[Items from a dataset]
■ ■ ■ ■

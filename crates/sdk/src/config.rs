//! Configuration types for the Raindrop SDK.

use crate::error::{RaindropError, RaindropResult};
use std::fmt;
use url::Url;

/// Public Raindrop REST endpoint.
pub const DEFAULT_BASE_URL: &str = "https://api.raindrop.io/rest/v1";

/// Environment variable holding the access token.
pub const ACCESS_TOKEN_ENV: &str = "RAINDROP_ACCESS_TOKEN";

/// Environment variable overriding the API base URL.
pub const BASE_URL_ENV: &str = "RAINDROP_API_BASE_URL";

/// Configuration for the Raindrop client.
///
/// Built once at startup and shared read-only with the transport.
#[derive(Clone)]
pub struct ClientConfig {
    /// Base URL every endpoint path is appended to.
    pub base_url: Url,
    /// Bearer token presented on every request.
    pub access_token: String,
}

impl ClientConfig {
    /// Create a configuration for the public API.
    pub fn new(access_token: impl Into<String>) -> RaindropResult<Self> {
        Self::with_base_url(access_token, DEFAULT_BASE_URL)
    }

    /// Create a configuration pointing at a custom base URL.
    pub fn with_base_url(access_token: impl Into<String>, base_url: &str) -> RaindropResult<Self> {
        let access_token = access_token.into();
        if access_token.trim().is_empty() {
            return Err(RaindropError::MissingToken);
        }

        let base_url = Url::parse(base_url)?;
        if base_url.scheme() != "http" && base_url.scheme() != "https" {
            return Err(RaindropError::Config(format!(
                "Unsupported base URL scheme: {}",
                base_url.scheme()
            )));
        }

        Ok(Self {
            base_url,
            access_token,
        })
    }

    /// Load configuration from the process environment.
    pub fn from_env() -> RaindropResult<Self> {
        Self::from_lookup(|key| std::env::var(key).ok())
    }

    /// Load configuration through an arbitrary variable lookup.
    pub fn from_lookup<F>(lookup: F) -> RaindropResult<Self>
    where
        F: Fn(&str) -> Option<String>,
    {
        let token = lookup(ACCESS_TOKEN_ENV).ok_or(RaindropError::MissingToken)?;
        match lookup(BASE_URL_ENV).filter(|url| !url.trim().is_empty()) {
            Some(base_url) => Self::with_base_url(token, base_url.trim()),
            None => Self::new(token),
        }
    }

    /// Absolute URL for an endpoint path such as `/raindrop/1`.
    pub fn endpoint(&self, path: &str) -> RaindropResult<Url> {
        let base = self.base_url.as_str().trim_end_matches('/');
        let path = path.trim_start_matches('/');
        Ok(Url::parse(&format!("{}/{}", base, path))?)
    }
}

impl fmt::Debug for ClientConfig {
    fn fmt(&self, f: &mut fmt::Formatter<'_>) -> fmt::Result {
        f.debug_struct("ClientConfig")
            .field("base_url", &self.base_url.as_str())
            .field("access_token", &"<redacted>")
            .finish()
    }
}
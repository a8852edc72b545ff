// Tool trait, access tiers and the name -> (schema, handler) registry

use crate::protocol::{CallToolResult, JsonRpcError, ToolAnnotations, ToolSchema};
use anyhow::{anyhow, Result};
use serde_json::Value;
use std::collections::HashMap;
use std::sync::Arc;
use tracing::{debug, warn};

/// Tool executor trait
#[async_trait::async_trait]
pub trait Tool: Send + Sync {
    /// Get the tool schema for MCP
    fn schema(&self) -> ToolSchema;

    /// Execute the tool with arguments that already passed schema validation
    async fn execute(&self, arguments: Value) -> Result<CallToolResult>;

    /// Get the tool's tier (drives the annotations shown to the host)
    fn tier(&self) -> ToolTier {
        ToolTier::Tier0
    }
}

/// Tool access tier
#[derive(Debug, Clone, Copy, PartialEq, Eq, PartialOrd, Ord)]
pub enum ToolTier {
    /// Read-only operations
    Tier0,
    /// Writes that add or change data
    Tier1,
    /// Operations that remove data
    Tier2,
}

impl ToolTier {
    pub fn annotations(self) -> ToolAnnotations {
        let (read_only, destructive) = match self {
            ToolTier::Tier0 => (true, None),
            ToolTier::Tier1 => (false, Some(false)),
            ToolTier::Tier2 => (false, Some(true)),
        };
        ToolAnnotations {
            read_only_hint: Some(read_only),
            destructive_hint: destructive,
            idempotent_hint: None,
            open_world_hint: Some(true),
        }
    }
}

struct RegisteredTool {
    tool: Arc<dyn Tool>,
    validator: jsonschema::Validator,
}

/// Tool registry for managing available tools
pub struct ToolRegistry {
    tools: HashMap<String, RegisteredTool>,
    order: Vec<String>,
}

impl std::fmt::Debug for ToolRegistry {
    fn fmt(&self, f: &mut std::fmt::Formatter<'_>) -> std::fmt::Result {
        f.debug_struct("ToolRegistry")
            .field("tools", &self.order)
            .finish_non_exhaustive()
    }
}

impl ToolRegistry {
    pub fn new() -> Self {
        Self {
            tools: HashMap::new(),
            order: Vec::new(),
        }
    }

    /// Register a tool, compiling its input schema.
    pub fn register(&mut self, tool: Arc<dyn Tool>) -> Result<()> {
        let schema = tool.schema();
        let validator = jsonschema::validator_for(&schema.input_schema)
            .map_err(|e| anyhow!("Invalid input schema for tool {}: {}", schema.name, e))?;

        if !self.tools.contains_key(&schema.name) {
            self.order.push(schema.name.clone());
        }
        self.tools
            .insert(schema.name, RegisteredTool { tool, validator });
        Ok(())
    }

    /// Get a tool by name
    pub fn get(&self, name: &str) -> Option<Arc<dyn Tool>> {
        self.tools.get(name).map(|entry| entry.tool.clone())
    }

    /// List all tool schemas in registration order
    pub fn list_schemas(&self) -> Vec<ToolSchema> {
        self.order
            .iter()
            .filter_map(|name| self.tools.get(name))
            .map(|entry| {
                let mut schema = entry.tool.schema();
                if schema.annotations.is_none() {
                    schema.annotations = Some(entry.tool.tier().annotations());
                }
                schema
            })
            .collect()
    }

    /// Check if a tool exists
    pub fn contains(&self, name: &str) -> bool {
        self.tools.contains_key(name)
    }

    pub fn len(&self) -> usize {
        self.tools.len()
    }

    pub fn is_empty(&self) -> bool {
        self.tools.is_empty()
    }

    /// Check arguments against the tool's input schema.
    pub fn validate(&self, name: &str, arguments: &Value) -> Result<(), JsonRpcError> {
        let entry = self
            .tools
            .get(name)
            .ok_or_else(|| JsonRpcError::invalid_params(format!("Unknown tool: {}", name)))?;
        validate_with(&entry.validator, name, arguments)
    }

    /// Validate and run a tool.
    ///
    /// Unknown tools and invalid arguments fail as protocol errors before the
    /// handler runs; handler failures come back as an `isError` result.
    pub async fn call(
        &self,
        name: &str,
        arguments: Option<Value>,
    ) -> Result<CallToolResult, JsonRpcError> {
        let entry = self
            .tools
            .get(name)
            .ok_or_else(|| JsonRpcError::invalid_params(format!("Unknown tool: {}", name)))?;

        let arguments = arguments.unwrap_or_else(|| Value::Object(Default::default()));
        validate_with(&entry.validator, name, &arguments)?;

        debug!(tool = name, "Executing tool");
        match entry.tool.execute(arguments).await {
            Ok(result) => Ok(result),
            Err(e) => {
                let message = format!("{:#}", e);
                warn!(tool = name, error = %message, "Tool execution failed");
                Ok(CallToolResult::error(message))
            }
        }
    }
}

impl Default for ToolRegistry {
    fn default() -> Self {
        Self::new()
    }
}

fn validate_with(
    validator: &jsonschema::Validator,
    name: &str,
    arguments: &Value,
) -> Result<(), JsonRpcError> {
    let violations: Vec<Value> = validator
        .iter_errors(arguments)
        .map(|e| {
            serde_json::json!({
                "message": e.to_string(),
                "instancePath": e.instance_path().to_string(),
            })
        })
        .collect();

    if violations.is_empty() {
        return Ok(());
    }

    let summary = violations
        .iter()
        .filter_map(|v| v.get("message").and_then(Value::as_str))
        .collect::<Vec<_>>()
        .join("; ");
    Err(
        JsonRpcError::invalid_params(format!("Invalid arguments for tool {}: {}", name, summary))
            .with_data(serde_json::json!({ "violations": violations })),
    )
}

// Helper functions for creating tool schemas

pub fn json_schema_object(properties: Value, required: Vec<&str>) -> Value {
    serde_json::json!({
        "type": "object",
        "properties": properties,
        "required": required
    })
}

pub fn json_schema_string(description: &str) -> Value {
    serde_json::json!({
        "type": "string",
        "description": description
    })
}

pub fn json_schema_integer(description: &str) -> Value {
    serde_json::json!({
        "type": "integer",
        "description": description
    })
}

/// Integer that may not be negative
pub fn json_schema_count(description: &str) -> Value {
    serde_json::json!({
        "type": "integer",
        "minimum": 0,
        "description": description
    })
}

pub fn json_schema_boolean(description: &str) -> Value {
    serde_json::json!({
        "type": "boolean",
        "description": description
    })
}

pub fn json_schema_array(items: Value, description: &str) -> Value {
    serde_json::json!({
        "type": "array",
        "items": items,
        "description": description
    })
}

pub fn json_schema_enum(values: &[&str], description: &str) -> Value {
    serde_json::json!({
        "type": "string",
        "enum": values,
        "description": description
    })
}
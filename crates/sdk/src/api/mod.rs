//! Raindrop REST resources.

pub mod collections;
pub mod raindrops;

pub use collections::{CollectionsApi, CreateCollectionRequest, ViewMode};
pub use raindrops::{
    CollectionRef, CreateRaindropRequest, DeleteResponse, ItemResponse, ListQuery, ListResponse,
    PleaseParse, RaindropsApi, UpdateRaindropRequest, MAX_PER_PAGE,
};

■ ■ ■ ■

# [What this task involves]
Reproduce the records above exactly, from the first line through the line containing "the access token.", and output nothing else.

# [Problem solution]
filename crates/sdk/src/config.rs
//! Configuration types for the Raindrop SDK.

use crate::error::{RaindropError, RaindropResult};
use std::fmt;
use url::Url;

/// Public Raindrop REST endpoint.
pub const DEFAULT_BASE_URL: &str = "https://api.raindrop.io/rest/v1";

/// Environment variable holding the access token.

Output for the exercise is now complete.